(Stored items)

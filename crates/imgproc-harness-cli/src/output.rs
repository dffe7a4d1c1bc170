//! Output formatting for test results
//!
//! stdout carries exactly one line, `Test passed!`, and only on success.
//! Everything else goes to stderr.

use crate::error::CliError;
use console::{style, Term};
use imgproc_harness::TestReport;

/// Success line
pub const PASSED_MESSAGE: &str = "Test passed!";

/// Reporter for a single test run
#[derive(Debug)]
pub struct Reporter {
    out: Term,
    err: Term,
    /// Whether to use colors
    pub use_color: bool,
    /// Quiet mode
    pub quiet: bool,
    /// Print run details on success
    pub verbose: bool,
}

impl Default for Reporter {
    fn default() -> Self {
        Self::new(false, false, false)
    }
}

impl Reporter {
    /// Create a new reporter
    #[must_use]
    pub fn new(use_color: bool, quiet: bool, verbose: bool) -> Self {
        Self {
            out: Term::stdout(),
            err: Term::stderr(),
            use_color,
            quiet,
            verbose,
        }
    }

    /// Report a passing test
    pub fn passed(&self, report: &TestReport) {
        if self.verbose {
            let _ = self.err.write_line(&self.details(report));
        }

        if self.quiet {
            return;
        }

        let line = if self.use_color {
            style(PASSED_MESSAGE).green().bold().to_string()
        } else {
            PASSED_MESSAGE.to_string()
        };
        let _ = self.out.write_line(&line);
    }

    /// Report a failure. Always printed, even in quiet mode.
    pub fn failed(&self, error: &CliError) {
        let _ = self.err.write_str(&self.diagnostic(error));
    }

    /// Diagnostic text for `error`: headline styled, captured output verbatim
    #[must_use]
    pub fn diagnostic(&self, error: &CliError) -> String {
        let text = error.to_string();
        let (headline, rest) = text.split_once('\n').unwrap_or((text.as_str(), ""));

        let mut out = if self.use_color {
            style(headline).red().bold().to_string()
        } else {
            headline.to_string()
        };
        out.push('\n');
        out.push_str(rest);
        if !out.ends_with('\n') {
            out.push('\n');
        }
        out
    }

    /// One-line summary of a passing run
    #[must_use]
    pub fn details(&self, report: &TestReport) -> String {
        let prefix = if self.use_color {
            style("PASS").green().bold().to_string()
        } else {
            "PASS".to_string()
        };
        let metric = report.comparison_output.trim();
        let metric = if metric.is_empty() { "-" } else { metric };
        format!(
            "{prefix} {} ({} vs {}, metric {metric})",
            report.identity,
            report.paths.actual.display(),
            report.paths.expected.display()
        )
    }
}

Exercise directions: Above are the records; please copy exactly their first line and each line after it through the line containing "let line = if", and no line after that.

Task output:
filename crates/imgproc-harness-cli/src/output.rs
repository dffe7a4d1c1bc170
//! Output formatting for test results
//!
//! stdout carries exactly one line, `Test passed!`, and only on success.
//! Everything else goes to stderr.

use crate::error::CliError;
use console::{style, Term};
use imgproc_harness::TestReport;

/// Success line
pub const PASSED_MESSAGE: &str = "Test passed!";

/// Reporter for a single test run
#[derive(Debug)]
pub struct Reporter {
    out: Term,
    err: Term,
    /// Whether to use colors
    pub use_color: bool,
    /// Quiet mode
    pub quiet: bool,
    /// Print run details on success
    pub verbose: bool,
}

impl Default for Reporter {
    fn default() -> Self {
        Self::new(false, false, false)
    }
}

impl Reporter {
    /// Create a new reporter
    #[must_use]
    pub fn new(use_color: bool, quiet: bool, verbose: bool) -> Self {
        Self {
            out: Term::stdout(),
            err: Term::stderr(),
            use_color,
            quiet,
            verbose,
        }
    }

    /// Report a passing test
    pub fn passed(&self, report: &TestReport) {
        if self.verbose {
            let _ = self.err.write_line(&self.details(report));
        }

        if self.quiet {
            return;
        }

        let line = if self.use_color {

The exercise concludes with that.